### Task item
Which lines below contain the word "NotFound"? Copy each of them.

### Extracted information
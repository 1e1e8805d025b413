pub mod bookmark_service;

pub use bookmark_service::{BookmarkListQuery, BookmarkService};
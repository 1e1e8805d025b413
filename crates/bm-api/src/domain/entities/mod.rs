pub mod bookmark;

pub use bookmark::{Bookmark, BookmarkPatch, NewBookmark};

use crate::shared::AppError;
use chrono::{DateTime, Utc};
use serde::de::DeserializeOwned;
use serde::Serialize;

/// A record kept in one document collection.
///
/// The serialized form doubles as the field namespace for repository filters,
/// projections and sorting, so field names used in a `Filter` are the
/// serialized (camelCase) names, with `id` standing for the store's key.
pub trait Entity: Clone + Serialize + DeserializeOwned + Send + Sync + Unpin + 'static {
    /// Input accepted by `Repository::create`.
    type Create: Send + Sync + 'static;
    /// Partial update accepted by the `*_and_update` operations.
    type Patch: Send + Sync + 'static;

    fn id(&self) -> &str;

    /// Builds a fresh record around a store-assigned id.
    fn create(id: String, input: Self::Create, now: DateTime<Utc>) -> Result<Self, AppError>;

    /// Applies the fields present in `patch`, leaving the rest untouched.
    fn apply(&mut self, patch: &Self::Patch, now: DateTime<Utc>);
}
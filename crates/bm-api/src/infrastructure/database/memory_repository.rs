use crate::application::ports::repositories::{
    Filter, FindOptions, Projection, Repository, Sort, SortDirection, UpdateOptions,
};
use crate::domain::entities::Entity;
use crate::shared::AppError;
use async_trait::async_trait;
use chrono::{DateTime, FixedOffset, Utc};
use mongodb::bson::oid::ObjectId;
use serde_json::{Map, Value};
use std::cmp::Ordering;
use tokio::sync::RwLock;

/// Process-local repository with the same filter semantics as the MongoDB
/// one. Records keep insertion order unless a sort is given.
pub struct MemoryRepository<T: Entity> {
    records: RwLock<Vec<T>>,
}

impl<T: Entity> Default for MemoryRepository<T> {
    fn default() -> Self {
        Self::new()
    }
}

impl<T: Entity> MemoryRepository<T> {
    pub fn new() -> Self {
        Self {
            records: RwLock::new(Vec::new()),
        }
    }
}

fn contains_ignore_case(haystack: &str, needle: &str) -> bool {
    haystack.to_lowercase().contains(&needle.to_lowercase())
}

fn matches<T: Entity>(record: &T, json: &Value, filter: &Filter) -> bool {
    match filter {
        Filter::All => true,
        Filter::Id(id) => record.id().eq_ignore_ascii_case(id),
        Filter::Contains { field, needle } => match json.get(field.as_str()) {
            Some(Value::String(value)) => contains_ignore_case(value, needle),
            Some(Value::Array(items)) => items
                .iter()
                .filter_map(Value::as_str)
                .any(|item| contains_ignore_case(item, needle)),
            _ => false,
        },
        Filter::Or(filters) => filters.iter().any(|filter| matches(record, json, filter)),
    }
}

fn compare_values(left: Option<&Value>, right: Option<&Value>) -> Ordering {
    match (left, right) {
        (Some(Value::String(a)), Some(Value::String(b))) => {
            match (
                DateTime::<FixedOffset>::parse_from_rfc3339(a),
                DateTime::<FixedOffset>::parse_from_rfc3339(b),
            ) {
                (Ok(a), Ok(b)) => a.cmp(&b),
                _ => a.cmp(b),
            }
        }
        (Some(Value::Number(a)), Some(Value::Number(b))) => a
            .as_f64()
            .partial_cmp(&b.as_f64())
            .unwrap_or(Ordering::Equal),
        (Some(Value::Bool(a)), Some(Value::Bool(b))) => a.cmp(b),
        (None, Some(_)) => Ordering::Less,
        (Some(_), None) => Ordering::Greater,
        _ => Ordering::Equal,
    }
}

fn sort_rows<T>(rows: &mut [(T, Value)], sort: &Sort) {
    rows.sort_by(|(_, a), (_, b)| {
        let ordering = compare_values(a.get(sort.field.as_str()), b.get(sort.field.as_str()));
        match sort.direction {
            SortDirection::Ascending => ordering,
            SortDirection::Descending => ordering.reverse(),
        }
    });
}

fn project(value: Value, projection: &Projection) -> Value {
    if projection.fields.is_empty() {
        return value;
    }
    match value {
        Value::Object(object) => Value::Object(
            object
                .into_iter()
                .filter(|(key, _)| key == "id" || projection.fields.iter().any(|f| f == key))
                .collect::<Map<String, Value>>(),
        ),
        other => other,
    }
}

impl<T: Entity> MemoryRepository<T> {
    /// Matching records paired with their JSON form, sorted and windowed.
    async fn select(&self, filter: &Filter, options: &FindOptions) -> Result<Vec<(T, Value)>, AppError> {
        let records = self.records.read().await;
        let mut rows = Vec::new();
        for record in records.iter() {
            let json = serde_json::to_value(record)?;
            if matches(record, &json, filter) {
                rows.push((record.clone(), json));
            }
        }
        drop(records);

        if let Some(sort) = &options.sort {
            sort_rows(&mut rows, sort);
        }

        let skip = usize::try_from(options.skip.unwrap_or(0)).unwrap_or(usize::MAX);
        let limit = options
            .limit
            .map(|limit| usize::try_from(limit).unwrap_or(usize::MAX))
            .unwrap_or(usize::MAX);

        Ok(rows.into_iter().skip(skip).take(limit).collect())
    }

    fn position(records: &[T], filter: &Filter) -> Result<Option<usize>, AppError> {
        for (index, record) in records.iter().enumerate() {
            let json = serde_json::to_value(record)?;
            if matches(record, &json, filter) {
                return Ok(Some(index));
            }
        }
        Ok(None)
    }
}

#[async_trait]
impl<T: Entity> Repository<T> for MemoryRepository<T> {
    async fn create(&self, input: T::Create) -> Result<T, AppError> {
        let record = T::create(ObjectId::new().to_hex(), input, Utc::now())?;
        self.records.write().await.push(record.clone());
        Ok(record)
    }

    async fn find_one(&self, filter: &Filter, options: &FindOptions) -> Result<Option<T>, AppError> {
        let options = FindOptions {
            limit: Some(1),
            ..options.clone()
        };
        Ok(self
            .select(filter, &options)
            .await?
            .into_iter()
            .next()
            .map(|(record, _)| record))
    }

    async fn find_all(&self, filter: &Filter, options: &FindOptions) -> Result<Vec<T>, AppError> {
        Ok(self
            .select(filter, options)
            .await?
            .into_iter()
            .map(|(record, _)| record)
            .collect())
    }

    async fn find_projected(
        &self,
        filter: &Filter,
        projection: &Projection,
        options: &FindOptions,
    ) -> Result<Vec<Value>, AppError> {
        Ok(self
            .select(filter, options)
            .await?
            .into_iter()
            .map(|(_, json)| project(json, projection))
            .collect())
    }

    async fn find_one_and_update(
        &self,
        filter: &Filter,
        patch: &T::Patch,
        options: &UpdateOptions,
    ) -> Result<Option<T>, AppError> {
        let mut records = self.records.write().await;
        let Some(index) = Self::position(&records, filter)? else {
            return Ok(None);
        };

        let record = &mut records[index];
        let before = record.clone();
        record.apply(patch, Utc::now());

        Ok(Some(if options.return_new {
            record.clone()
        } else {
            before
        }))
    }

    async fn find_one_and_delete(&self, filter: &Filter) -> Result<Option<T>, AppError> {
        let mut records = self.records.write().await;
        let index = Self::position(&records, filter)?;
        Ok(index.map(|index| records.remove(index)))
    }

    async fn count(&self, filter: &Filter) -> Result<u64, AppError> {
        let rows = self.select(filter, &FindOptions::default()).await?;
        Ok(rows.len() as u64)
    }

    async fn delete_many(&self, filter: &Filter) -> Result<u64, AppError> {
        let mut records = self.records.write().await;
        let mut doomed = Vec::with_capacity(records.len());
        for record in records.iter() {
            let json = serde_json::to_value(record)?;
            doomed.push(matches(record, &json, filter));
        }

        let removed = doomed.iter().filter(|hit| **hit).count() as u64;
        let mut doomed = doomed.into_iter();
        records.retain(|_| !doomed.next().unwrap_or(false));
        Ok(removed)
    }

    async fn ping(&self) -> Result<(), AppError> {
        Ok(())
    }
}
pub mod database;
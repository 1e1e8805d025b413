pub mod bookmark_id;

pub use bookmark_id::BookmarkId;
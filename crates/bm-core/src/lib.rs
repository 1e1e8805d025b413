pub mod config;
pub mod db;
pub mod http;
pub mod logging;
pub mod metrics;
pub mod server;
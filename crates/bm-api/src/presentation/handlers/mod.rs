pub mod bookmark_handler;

==

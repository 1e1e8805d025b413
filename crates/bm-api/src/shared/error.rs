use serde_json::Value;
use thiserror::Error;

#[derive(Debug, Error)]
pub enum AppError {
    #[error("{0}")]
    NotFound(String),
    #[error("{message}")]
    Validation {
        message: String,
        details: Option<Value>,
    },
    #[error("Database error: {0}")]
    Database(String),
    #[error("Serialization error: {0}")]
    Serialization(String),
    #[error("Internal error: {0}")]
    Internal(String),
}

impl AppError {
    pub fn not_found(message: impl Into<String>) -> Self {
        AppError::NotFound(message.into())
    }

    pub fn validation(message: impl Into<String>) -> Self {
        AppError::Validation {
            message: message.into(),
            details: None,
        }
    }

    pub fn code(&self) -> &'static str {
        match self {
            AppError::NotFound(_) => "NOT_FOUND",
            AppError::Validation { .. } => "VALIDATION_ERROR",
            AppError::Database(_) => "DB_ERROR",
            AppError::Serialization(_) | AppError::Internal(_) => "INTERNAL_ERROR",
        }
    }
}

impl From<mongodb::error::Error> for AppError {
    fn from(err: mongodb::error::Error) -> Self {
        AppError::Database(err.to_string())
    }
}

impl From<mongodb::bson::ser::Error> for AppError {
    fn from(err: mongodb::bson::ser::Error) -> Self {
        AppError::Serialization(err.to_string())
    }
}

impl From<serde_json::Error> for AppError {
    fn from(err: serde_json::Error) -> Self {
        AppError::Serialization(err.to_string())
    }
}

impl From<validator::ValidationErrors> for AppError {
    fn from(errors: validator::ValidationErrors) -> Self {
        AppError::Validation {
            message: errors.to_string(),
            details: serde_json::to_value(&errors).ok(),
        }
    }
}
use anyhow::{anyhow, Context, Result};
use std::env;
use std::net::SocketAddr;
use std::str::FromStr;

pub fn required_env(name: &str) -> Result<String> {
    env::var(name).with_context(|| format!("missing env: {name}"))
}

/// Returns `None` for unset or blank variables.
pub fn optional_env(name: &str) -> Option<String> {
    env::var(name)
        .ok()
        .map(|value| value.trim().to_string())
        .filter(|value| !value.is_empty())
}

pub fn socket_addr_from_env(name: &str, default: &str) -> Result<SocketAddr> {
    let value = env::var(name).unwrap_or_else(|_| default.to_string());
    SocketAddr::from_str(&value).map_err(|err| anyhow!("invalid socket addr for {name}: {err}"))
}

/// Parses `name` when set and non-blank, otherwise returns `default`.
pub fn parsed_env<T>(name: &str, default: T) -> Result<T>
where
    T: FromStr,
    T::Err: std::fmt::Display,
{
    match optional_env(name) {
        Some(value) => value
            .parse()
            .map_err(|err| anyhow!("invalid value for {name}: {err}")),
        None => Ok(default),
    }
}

### Solution for this exercise
    NotFound(String),
        AppError::NotFound(message.into())
            AppError::NotFound(_) => "NOT_FOUND",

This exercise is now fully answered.